Love it or hate it, football, especially English football, is often the stuff of fairy tales. Take Liverpool for example.

- With videos.

It’s a potent mix of tribal passion, tragedy and surrealism. UK premiership football has history. It is a mirror, stained and cracked, that reflects the trials and tribulations of generations where football is not just football. The round ball is life.

In 2016 we witnessed the magical tale of Leicester City Football Club and the re-internment of the bones of King Richard III dug up under a city car-park – read more here.

The story of Liverpool’s 2020 premiership is a grittier and darker story of redemption, exemplified in the haunting club song, You will never walk alone.

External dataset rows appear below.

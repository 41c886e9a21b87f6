//! Health check handlers

use axum::{extract::State, http::StatusCode, Json};
use serde::{Deserialize, Serialize};
use std::sync::Arc;
use tracing::warn;

use crate::state::AppState;

/// Basic health response
#[derive(Debug, Serialize, Deserialize)]
pub struct HealthResponse {
    pub status: String,
}

/// Basic health check
pub async fn health() -> Json<HealthResponse> {
    Json(HealthResponse {
        status: "healthy".to_string(),
    })
}

/// Liveness check (is the process running)
pub async fn liveness() -> StatusCode {
    StatusCode::OK
}

/// Readiness check (is the service ready to accept requests)
pub async fn readiness(State(state): State<Arc<AppState>>) -> Result<StatusCode, StatusCode> {
    if let Some(pool) = &state.db_pool {
        pool.health_check().await.map_err(|e| {
            warn!("Readiness check failed: {}", e);
            StatusCode::SERVICE_UNAVAILABLE
        })?;
    }

    Ok(StatusCode::OK)
}
//! Shared handler state

use outreach_core::Services;
use outreach_storage::DatabasePool;
use std::sync::Arc;

/// Application state shared by every handler
pub struct AppState {
    pub services: Arc<Services>,
    /// Checked by the readiness check; absent when running on in-memory
    /// storage
    pub db_pool: Option<DatabasePool>,
}

impl AppState {
    pub fn new(services: Arc<Services>, db_pool: Option<DatabasePool>) -> Self {
        Self { services, db_pool }
    }
}
//! Prometheus exposition

use axum::{extract::State, http::header, http::StatusCode, response::IntoResponse};
use std::sync::Arc;
use tracing::error;

use crate::state::AppState;

/// GET /metrics
pub async fn metrics(State(state): State<Arc<AppState>>) -> impl IntoResponse {
    match state.services.metrics.encode() {
        Ok(body) => (
            StatusCode::OK,
            [(header::CONTENT_TYPE, "text/plain; version=0.0.4")],
            body,
        ),
        Err(e) => {
            error!("Failed to encode metrics: {}", e);
            (
                StatusCode::INTERNAL_SERVER_ERROR,
                [(header::CONTENT_TYPE, "text/plain")],
                String::new(),
            )
        }
    }
}
//! Placeholder template renderer
//!
//! Templates are plain text with `{{name}}` placeholders. Rendering fails
//! when a placeholder has no value so that no half-filled message is sent.

use super::TemplateRenderer;
use async_trait::async_trait;
use outreach_common::{Error, Result};
use regex::Regex;
use std::collections::HashMap;
use std::sync::OnceLock;
use tokio::sync::RwLock;

fn placeholder_pattern() -> &'static Regex {
    static PATTERN: OnceLock<Regex> = OnceLock::new();
    PATTERN.get_or_init(|| {
        Regex::new(r"\{\{\s*([A-Za-z0-9_.\-]+)\s*\}\}").expect("placeholder pattern is valid")
    })
}

/// Renderer over template bodies registered in memory
#[derive(Default)]
pub struct PlaceholderRenderer {
    templates: RwLock<HashMap<String, String>>,
}

impl PlaceholderRenderer {
    pub fn new() -> Self {
        Self::default()
    }

    /// Register or replace a template body
    pub async fn register(&self, template_id: impl Into<String>, body: impl Into<String>) {
        self.templates
            .write()
            .await
            .insert(template_id.into(), body.into());
    }

    async fn body(&self, template_id: &str) -> Result<String> {
        self.templates
            .read()
            .await
            .get(template_id)
            .cloned()
            .ok_or_else(|| Error::NotFound(format!("Template {} not found", template_id)))
    }
}

/// Placeholder names of a body, in order of first appearance
pub fn placeholders(body: &str) -> Vec<String> {
    let mut names: Vec<String> = Vec::new();
    for caps in placeholder_pattern().captures_iter(body) {
        let name = caps[1].to_string();
        if !names.contains(&name) {
            names.push(name);
        }
    }
    names
}

/// Substitute every placeholder of `body` from `values`
pub fn fill(body: &str, values: &HashMap<String, String>) -> Result<String> {
    if let Some(missing) = placeholders(body)
        .into_iter()
        .find(|name| !values.contains_key(name))
    {
        return Err(Error::Validation(format!(
            "No value for template variable {}",
            missing
        )));
    }

    Ok(placeholder_pattern()
        .replace_all(body, |caps: &regex::Captures<'_>| {
            values.get(&caps[1]).cloned().unwrap_or_default()
        })
        .into_owned())
}

#[async_trait]
impl TemplateRenderer for PlaceholderRenderer {
    async fn render(&self, template_id: &str, values: &HashMap<String, String>) -> Result<String> {
        let body = self.body(template_id).await?;
        fill(&body, values)
    }

    async fn variable_names(&self, template_id: &str) -> Result<Vec<String>> {
        let body = self.body(template_id).await?;
        Ok(placeholders(&body))
    }
}
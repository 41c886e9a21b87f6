//! Campaigns - Bulk sends to imported contact lists

mod ingest;
mod progress;
mod runner;

pub use ingest::{ContactIngestQueue, ContactRow, Delivery, IngestError, IngestReceipt};
pub use progress::{Counters, ProgressTracker};
pub use runner::{CampaignRun, CampaignRunner};

use outreach_common::Error;
use thiserror::Error;

/// Campaign lifecycle errors
#[derive(Error, Debug)]
pub enum CampaignError {
    #[error("Campaign not found")]
    NotFound,

    #[error("Campaign has no template")]
    MissingTemplate,

    #[error("Campaign has no send setting")]
    MissingSendSetting,

    #[error("Campaign cannot {action} while {status}")]
    InvalidState { action: &'static str, status: String },

    #[error("Campaign has {count} contacts, tenant limit is {limit}")]
    ContactLimitExceeded { count: i64, limit: i64 },

    #[error("Contact has no value for attribute {0}")]
    MissingAttribute(String),

    #[error(transparent)]
    Storage(#[from] Error),
}

impl CampaignError {
    /// Whether a later attempt may succeed without anyone changing the
    /// campaign
    pub fn is_transient(&self) -> bool {
        matches!(self, CampaignError::Storage(_))
    }

    /// HTTP status code for this error
    pub fn status_code(&self) -> u16 {
        match self {
            CampaignError::NotFound => 404,
            CampaignError::MissingTemplate
            | CampaignError::MissingSendSetting
            | CampaignError::MissingAttribute(_) => 422,
            CampaignError::InvalidState { .. } | CampaignError::ContactLimitExceeded { .. } => 409,
            CampaignError::Storage(e) => e.status_code(),
        }
    }

    /// Error code for API responses
    pub fn code(&self) -> &'static str {
        match self {
            CampaignError::NotFound => "CAMPAIGN_NOT_FOUND",
            CampaignError::MissingTemplate => "MISSING_TEMPLATE",
            CampaignError::MissingSendSetting => "MISSING_SEND_SETTING",
            CampaignError::InvalidState { .. } => "INVALID_CAMPAIGN_STATE",
            CampaignError::ContactLimitExceeded { .. } => "CONTACT_LIMIT_EXCEEDED",
            CampaignError::MissingAttribute(_) => "MISSING_ATTRIBUTE",
            CampaignError::Storage(e) => e.code(),
        }
    }
}
//! Outreach - Dispatch server entry point

use anyhow::Result;
use outreach_api::{create_router, AppState};
use outreach_common::config::{Config, LoggingConfig};
use outreach_core::{Backends, Metrics, Services};
use outreach_storage::memory::MemoryStore;
use outreach_storage::{
    DatabasePool, DbActiveMessageRepository, DbCampaignRepository, DbContactRepository,
    DbSendSettingRepository, DbStatusRepository,
};
use std::sync::Arc;
use tracing::{info, warn};
use tracing_subscriber::{fmt, prelude::*, EnvFilter};

#[tokio::main]
async fn main() -> Result<()> {
    // Load configuration
    let config = Config::load()?;

    // Initialize logging
    init_logging(&config.logging);

    info!("Starting Outreach dispatch server...");

    let metrics = Arc::new(Metrics::new()?);
    let mut backends = Backends::in_memory(Arc::new(MemoryStore::new()), &config, metrics.clone());

    // Initialize database
    let db_pool = if config.database.url.is_some() {
        let db_pool = DatabasePool::new(&config.database).await?;
        info!("Database connection established");

        db_pool.migrate().await?;
        info!("Database migrations completed");

        backends.settings = Arc::new(DbSendSettingRepository::new(db_pool.clone()));
        backends.statuses = Arc::new(DbStatusRepository::new(db_pool.clone()));
        backends.messages = Arc::new(DbActiveMessageRepository::new(db_pool.clone()));
        backends.campaigns = Arc::new(DbCampaignRepository::new(db_pool.clone()));
        backends.contacts = Arc::new(DbContactRepository::new(db_pool.clone()));
        Some(db_pool)
    } else {
        warn!("No database URL configured, using in-memory storage");
        None
    };

    let services = Arc::new(Services::build(backends, metrics, &config)?);

    // Start dispatch worker
    let worker_handle = services.dispatch_worker().spawn();

    // Start campaign scheduler
    let scheduler_handle = {
        let scheduler = services.campaign_scheduler();
        tokio::spawn(async move {
            scheduler.run().await;
        })
    };

    // Start API server
    let api_handle = {
        let app = create_router(AppState::new(services.clone(), db_pool), &config.api);
        let addr = format!("{}:{}", config.server.bind_address, config.api.port);
        let listener = tokio::net::TcpListener::bind(&addr).await?;
        info!("Starting API server on {}", addr);
        tokio::spawn(async move {
            if let Err(e) = axum::serve(listener, app).await {
                tracing::error!("API server error: {}", e);
            }
        })
    };

    info!("Outreach server started successfully");

    // Wait for shutdown signal
    tokio::signal::ctrl_c().await?;
    info!("Shutdown signal received");

    api_handle.abort();
    scheduler_handle.abort();
    worker_handle.abort();

    info!("Outreach server shutdown complete");

    Ok(())
}

fn init_logging(config: &LoggingConfig) {
    let filter = EnvFilter::try_from_default_env()
        .unwrap_or_else(|_| EnvFilter::new(format!("{},outreach=debug", config.level)));

    let registry = tracing_subscriber::registry().with(filter);
    if config.format == "json" {
        registry
            .with(fmt::layer().json().with_target(true).with_level(true))
            .init();
    } else {
        registry
            .with(fmt::layer().with_target(true).with_level(true))
            .init();
    }
}
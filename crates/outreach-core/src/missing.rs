//! Missing Event Tracker - Pending delivery expectations
//!
//! After a send opens a conversation, one marker per expected signal
//! (received, answered, read) is written under every spelling of the phone.
//! Inbound provider callbacks consume them to stamp the attempt exactly once.

use crate::cache::{keys, Cache};
use crate::events::{Event, EventBus};
use chrono::Utc;
use outreach_common::config::DispatchConfig;
use outreach_common::types::{ActiveMessageId, PhoneNumber};
use outreach_common::Result;
use outreach_storage::models::{ActiveMessage, DeliveryMark};
use outreach_storage::repository::{ActiveMessageRepository, ContactRepository};
use std::sync::Arc;
use std::time::Duration;
use tracing::{debug, info, warn};
use uuid::Uuid;

const MARKS: [DeliveryMark; 3] = [
    DeliveryMark::Received,
    DeliveryMark::Answered,
    DeliveryMark::Read,
];

pub struct MissingEventTracker {
    cache: Arc<dyn Cache>,
    messages: Arc<dyn ActiveMessageRepository>,
    contacts: Arc<dyn ContactRepository>,
    events: Arc<dyn EventBus>,
    ttl: Duration,
}

impl MissingEventTracker {
    pub fn new(
        cache: Arc<dyn Cache>,
        messages: Arc<dyn ActiveMessageRepository>,
        contacts: Arc<dyn ContactRepository>,
        events: Arc<dyn EventBus>,
        config: &DispatchConfig,
    ) -> Self {
        Self {
            cache,
            messages,
            contacts,
            events,
            ttl: Duration::from_secs(config.missing_marker_ttl_secs),
        }
    }

    /// Expect all three signals for `attempt_id`
    pub async fn register(
        &self,
        phone: &PhoneNumber,
        channel_id: &str,
        attempt_id: ActiveMessageId,
    ) -> Result<()> {
        let value = attempt_id.to_string();
        for mark in MARKS {
            for spelling in phone.variants() {
                let key = keys::missing(&mark.to_string(), &spelling, channel_id);
                self.cache.set(&key, &value, Some(self.ttl)).await?;
            }
        }
        debug!(phone = %phone, channel_id, attempt_id = %attempt_id, "Missing markers set");
        Ok(())
    }

    pub async fn check_missing_received(
        &self,
        phone: &PhoneNumber,
        channel_id: &str,
    ) -> Result<Option<ActiveMessage>> {
        self.check(DeliveryMark::Received, phone, channel_id).await
    }

    pub async fn check_missing_answered(
        &self,
        phone: &PhoneNumber,
        channel_id: &str,
    ) -> Result<Option<ActiveMessage>> {
        self.check(DeliveryMark::Answered, phone, channel_id).await
    }

    pub async fn check_missing_read(
        &self,
        phone: &PhoneNumber,
        channel_id: &str,
    ) -> Result<Option<ActiveMessage>> {
        self.check(DeliveryMark::Read, phone, channel_id).await
    }

    /// Consume the marker for `mark`, if any, and stamp its attempt
    pub async fn check(
        &self,
        mark: DeliveryMark,
        phone: &PhoneNumber,
        channel_id: &str,
    ) -> Result<Option<ActiveMessage>> {
        let kind = mark.to_string();
        let spellings = phone.variants();

        let mut attempt = None;
        for spelling in &spellings {
            if let Some(value) = self
                .cache
                .get(&keys::missing(&kind, spelling, channel_id))
                .await?
            {
                attempt = Some(value);
                break;
            }
        }
        let Some(value) = attempt else {
            return Ok(None);
        };

        for spelling in &spellings {
            self.cache
                .del(&keys::missing(&kind, spelling, channel_id))
                .await?;
        }

        let Ok(attempt_id) = Uuid::parse_str(&value) else {
            warn!(marker = %value, "Discarding malformed missing marker");
            return Ok(None);
        };

        let Some(message) = self
            .messages
            .mark_delivery(attempt_id, channel_id, mark, Utc::now())
            .await?
        else {
            debug!(attempt_id = %attempt_id, mark = %mark, "Attempt already stamped");
            return Ok(None);
        };

        if mark == DeliveryMark::Received && message.campaign_id.is_some() {
            self.contacts
                .mark_received_by_hash(&message.external_id, Utc::now())
                .await?;
        }

        info!(attempt_id = %message.id, mark = %mark, "Delivery signal recorded");
        if let Err(e) = self.events.publish(Event::delivery(mark, message.clone())).await {
            warn!(attempt_id = %message.id, error = %e, "Failed to publish delivery signal");
        }
        Ok(Some(message))
    }
}

#[cfg(test)]
mod tests {
    use super::*;
    use crate::testing::Harness;
    use outreach_storage::models::CampaignStatus;
    use pretty_assertions::assert_eq;

    #[tokio::test]
    async fn test_marker_consumed_once() {
        let h = Harness::new().await;
        let mut input = h.attempt("conv-1", "ext-1");
        input.channel_id = Some("chan-1".to_string());
        let message = h.status.record_attempt(input).await.unwrap();

        let phone = PhoneNumber::parse("11987654321").unwrap();
        h.missing.register(&phone, "chan-1", message.id).await.unwrap();
        let mut events = h.events.subscribe();

        // provider reports the spelling without the ninth digit
        let short = PhoneNumber::parse("551187654321").unwrap();
        let stamped = h
            .missing
            .check_missing_received(&short, "chan-1")
            .await
            .unwrap()
            .unwrap();
        assert_eq!(stamped.id, message.id);
        assert!(stamped.received_at.is_some());
        assert!(matches!(events.try_recv(), Some(Event::UserReceived { .. })));

        let again = h.missing.check_missing_received(&phone, "chan-1").await.unwrap();
        assert!(again.is_none());
        assert!(events.try_recv().is_none());

        // other kinds are still pending
        let read = h.missing.check_missing_read(&phone, "chan-1").await.unwrap();
        assert!(read.unwrap().read_at.is_some());
    }

    #[tokio::test]
    async fn test_other_channel_is_ignored() {
        let h = Harness::new().await;
        let mut input = h.attempt("conv-1", "ext-1");
        input.channel_id = Some("chan-1".to_string());
        let message = h.status.record_attempt(input).await.unwrap();

        let phone = PhoneNumber::parse("11987654321").unwrap();
        h.missing.register(&phone, "chan-1", message.id).await.unwrap();

        let other = h.missing.check_missing_answered(&phone, "chan-2").await.unwrap();
        assert!(other.is_none());
        let answered = h.missing.check_missing_answered(&phone, "chan-1").await.unwrap();
        assert!(answered.is_some());
    }

    #[tokio::test]
    async fn test_received_stamps_campaign_contact() {
        let h = Harness::new().await;
        let campaign = h.campaign(CampaignStatus::Running, 0).await;
        let member = h.add_contact(campaign.id, "11987654321", &[]).await;

        let mut input = h.attempt("conv-1", &member.hash);
        input.channel_id = Some("chan-1".to_string());
        input.campaign_id = Some(campaign.id);
        let message = h.status.record_attempt(input).await.unwrap();

        let phone = PhoneNumber::parse("11987654321").unwrap();
        h.missing.register(&phone, "chan-1", message.id).await.unwrap();
        h.missing.check_missing_received(&phone, "chan-1").await.unwrap();

        let member = h.campaign_contact(&member.hash).await;
        assert!(member.received_at.is_some());
    }
}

It’s an anthem of sufferance and hope that transcends the brilliance of King Salah of Egypt, the Dutch centre-half poet, Virgil van Dijk, the goal scorer from Bambali, Senegal, Sadio Mané, and of course, the mastermind with the finest brain and teeth in modern football, Jürgen Klopp from the small Black Forest village of Glatten.

As Klopp says:

It’s the most beautiful song in the world. Everybody feels it, everybody loves it.

 

 

When you walk through a storm
Hold your head up high
And don’t be afraid of the dark

At the end of a storm
There’s a golden sky
And the sweet silver song of a lark

Walk on through the wind
Walk on through the rain
Though your dreams be tossed and blown

Walk on, walk on
With hope in your heart
And you’ll never walk alone

You’ll never walk alone

Walk on, walk on
With hope in your heart
And you’ll never walk alone

You’ll never walk alone

 

Klopp and the Kop are of the same family. The Kop is the name of the famous steep stand at Anfield, the Liverpool home ground. It is said the Kop army of 50,000 supporters in full voice can suck the ball into goal.

Pink Floyd recorded the Kop in the last two minutes of their song Fearless from the album Meddle released in 1971.

 

 

But why the name Kop? In 1900, during the Boer War in South Africa, the British Army fought to capture a hilltop, and 300 men died, most of whom were from Lancashire and many from Liverpool itself. The name of the hill was Spion Kop.

 

A greater tragedy, arguably the greatest stain

on modern football, justice and

journalism in the history of the UK,

was to come later

 

A greater tragedy, arguably the greatest stain on modern football, justice and journalism in the history of the UK, and I do not exaggerate, was to come later.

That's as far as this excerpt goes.